=== Section Start ===

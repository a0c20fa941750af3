use crate::record::{MalformedRecord, ViolationRecord};
use crate::util;
use std::fmt;
use std::path::{Path, PathBuf};
use tracing::debug;

/// Filename of the violation index written into a scanned directory
pub const INDEX_FILENAME: &str = "index.covrst";

/// Serialize records into the index file text, one encoded record per line.
/// Caller order is preserved; the builder does not sort.
pub fn build_index(records: &[ViolationRecord]) -> String {
    records
        .iter()
        .map(ViolationRecord::encode)
        .collect::<Vec<_>>()
        .join("\n")
}

/// Persist index text to `directory/filename`, replacing any prior index.
/// The write goes through a temporary file and a rename so a crash never
/// leaves a half-written index under the final name.
pub fn write_index(directory: &Path, filename: &str, text: &str) -> std::io::Result<PathBuf> {
    let path = directory.join(filename);
    util::atomic_write(&path, text)?;
    debug!("Index written to {}", path.display());
    Ok(path)
}

/// Why an index file failed to load
#[derive(Debug)]
pub enum LoadError {
    Io(std::io::Error),
    /// A line did not decode; carries its 1-based line number
    Malformed {
        line_no: usize,
        source: MalformedRecord,
    },
}

impl fmt::Display for LoadError {
    fn fmt(&self, f: &mut fmt::Formatter<'_>) -> fmt::Result {
        match self {
            LoadError::Io(e) => write!(f, "cannot read index: {}", e),
            LoadError::Malformed { line_no, source } => {
                write!(f, "malformed record on line {}: {}", line_no, source)
            }
        }
    }
}

impl std::error::Error for LoadError {
    fn source(&self) -> Option<&(dyn std::error::Error + 'static)> {
        match self {
            LoadError::Io(e) => Some(e),
            LoadError::Malformed { source, .. } => Some(source),
        }
    }
}

/// Read an index file back into records, in file order. Blank lines are
/// skipped; the first malformed line fails the load.
pub fn load_index(path: &Path) -> Result<Vec<ViolationRecord>, LoadError> {
    let content = std::fs::read_to_string(path).map_err(LoadError::Io)?;

    let mut records = Vec::new();
    for (idx, line) in content.lines().enumerate() {
        if line.trim().is_empty() {
            continue;
        }
        let record = ViolationRecord::decode(line).map_err(|source| LoadError::Malformed {
            line_no: idx + 1,
            source,
        })?;
        records.push(record);
    }
    Ok(records)
}
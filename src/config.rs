use serde::Deserialize;
use std::fs;
use std::path::Path;

#[derive(Deserialize, Debug, Default)]
pub struct Config {
    #[serde(default)]
    pub index: IndexConfig,
    #[serde(default)]
    pub scan: ScanConfig,
}

#[derive(Deserialize, Debug)]
pub struct IndexConfig {
    /// Filename of the index written into a scanned directory
    #[serde(default = "default_index_filename")]
    pub filename: String,
}

impl Default for IndexConfig {
    fn default() -> Self {
        Self {
            filename: default_index_filename(),
        }
    }
}

#[derive(Deserialize, Debug)]
pub struct ScanConfig {
    /// Findings file read from the scanned directory
    #[serde(default = "default_findings_filename")]
    pub findings: String,
}

impl Default for ScanConfig {
    fn default() -> Self {
        Self {
            findings: default_findings_filename(),
        }
    }
}

fn default_index_filename() -> String {
    crate::index::INDEX_FILENAME.to_string()
}

fn default_findings_filename() -> String {
    "findings.json".to_string()
}

impl Config {
    /// Load config from `path`. A missing file yields defaults; a present
    /// but invalid file is an error.
    pub fn load(path: &str) -> Result<Self, Box<dyn std::error::Error>> {
        if !Path::new(path).exists() {
            return Ok(Self::default());
        }
        let content = fs::read_to_string(path)?;
        let config = toml::from_str(&content)?;
        Ok(config)
    }
}

#[cfg(test)]
mod tests {
    use super::*;

    #[test]
    fn test_defaults() {
        let config = Config::default();
        assert_eq!(config.index.filename, "index.covrst");
        assert_eq!(config.scan.findings, "findings.json");
    }

    #[test]
    fn test_load_missing_file_yields_defaults() {
        let dir = tempfile::tempdir().unwrap();
        let path = dir.path().join("covnav.toml");
        let config = Config::load(path.to_str().unwrap()).unwrap();
        assert_eq!(config.index.filename, "index.covrst");
    }

    #[test]
    fn test_load_partial_file() {
        let dir = tempfile::tempdir().unwrap();
        let path = dir.path().join("covnav.toml");
        std::fs::write(&path, "[index]\nfilename = \"violations.covrst\"\n").unwrap();

        let config = Config::load(path.to_str().unwrap()).unwrap();
        assert_eq!(config.index.filename, "violations.covrst");
        assert_eq!(config.scan.findings, "findings.json");
    }

    #[test]
    fn test_load_invalid_file_is_an_error() {
        let dir = tempfile::tempdir().unwrap();
        let path = dir.path().join("covnav.toml");
        std::fs::write(&path, "index = \"not a table\"\n").unwrap();
        assert!(Config::load(path.to_str().unwrap()).is_err());
    }
}
use crate::util;
use std::fmt;
use std::path::Path;
use tracing::{debug, info};

/// A single guarded fix attempt: replace one line of `target_file` only if
/// its current content equals `expected_content` exactly. Constructed per
/// attempt, never persisted.
#[derive(Debug, Clone)]
pub struct PatchProposal {
    /// Absolute path of the file to modify
    pub target_file: String,
    /// 1-based line number
    pub target_line: u32,
    /// Exact string the line must currently equal; not a pattern
    pub expected_content: String,
    /// String to write in its place
    pub replacement_content: String,
}

/// Outcome of a guarded patch attempt.
///
/// `Rejected` is an expected result, not a crash condition: the file was
/// edited since the finding was recorded, or the fix was already applied.
/// It carries both sides of the failed comparison for diagnostics.
#[derive(Debug, Clone, PartialEq, Eq)]
pub enum PatchOutcome {
    Applied,
    Rejected { expected: String, actual: String },
}

/// Why a patch attempt could not be evaluated at all
#[derive(Debug)]
pub enum PatchError {
    /// `target_line` was 0; line numbers are 1-based
    InvalidLine,
    /// `target_line` is past the end of the file
    OutOfRange { line: u32, line_count: usize },
    Io(std::io::Error),
}

impl fmt::Display for PatchError {
    fn fmt(&self, f: &mut fmt::Formatter<'_>) -> fmt::Result {
        match self {
            PatchError::InvalidLine => write!(f, "invalid line number 0, lines are 1-based"),
            PatchError::OutOfRange { line, line_count } => {
                write!(f, "line {} is out of range, file has {} lines", line, line_count)
            }
            PatchError::Io(e) => write!(f, "io error: {}", e),
        }
    }
}

impl std::error::Error for PatchError {
    fn source(&self) -> Option<&(dyn std::error::Error + 'static)> {
        match self {
            PatchError::Io(e) => Some(e),
            _ => None,
        }
    }
}

impl From<std::io::Error> for PatchError {
    fn from(e: std::io::Error) -> Self {
        PatchError::Io(e)
    }
}

/// Apply a guarded single-line replacement.
///
/// Reads the whole file, verifies the target line equals the expected
/// content, and only then rewrites the file with the line replaced. A
/// mismatch leaves the file byte-for-byte unchanged and reports the actual
/// content found. The read-check-write sequence is atomic with respect to
/// this process only; a concurrent writer between read and write is an
/// accepted race.
pub async fn apply_patch(proposal: &PatchProposal) -> Result<PatchOutcome, PatchError> {
    if proposal.target_line == 0 {
        return Err(PatchError::InvalidLine);
    }

    let raw = tokio::fs::read_to_string(&proposal.target_file).await?;

    // The guard compares logical line content: CRLF files are normalized on
    // read and get their line endings restored on write. A file with mixed
    // endings is rewritten with uniform CRLF.
    let uses_crlf = raw.contains("\r\n");
    let content = if uses_crlf { raw.replace("\r\n", "\n") } else { raw };

    let mut lines: Vec<&str> = content.split('\n').collect();
    let line_count = lines.len();
    let index = (proposal.target_line - 1) as usize;
    if index >= line_count {
        return Err(PatchError::OutOfRange {
            line: proposal.target_line,
            line_count,
        });
    }

    let actual = lines[index];
    if actual != proposal.expected_content {
        debug!(
            "Guard mismatch on {}:{}: expected {:?}, found {:?}",
            proposal.target_file, proposal.target_line, proposal.expected_content, actual
        );
        return Ok(PatchOutcome::Rejected {
            expected: proposal.expected_content.clone(),
            actual: actual.to_string(),
        });
    }

    lines[index] = &proposal.replacement_content;
    let mut updated = lines.join("\n");
    if uses_crlf {
        updated = updated.replace('\n', "\r\n");
    }
    util::atomic_write(Path::new(&proposal.target_file), &updated)?;

    info!(
        "Replaced line {} of {}",
        proposal.target_line, proposal.target_file
    );
    Ok(PatchOutcome::Applied)
}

=== Section End ===

#### What the exercise asks
Where a line in the records above contains the string "crate", copy that line.

#### Solution for this problem
use crate::record::{MalformedRecord, ViolationRecord};
use crate::util;
    crate::index::INDEX_FILENAME.to_string()
use crate::util;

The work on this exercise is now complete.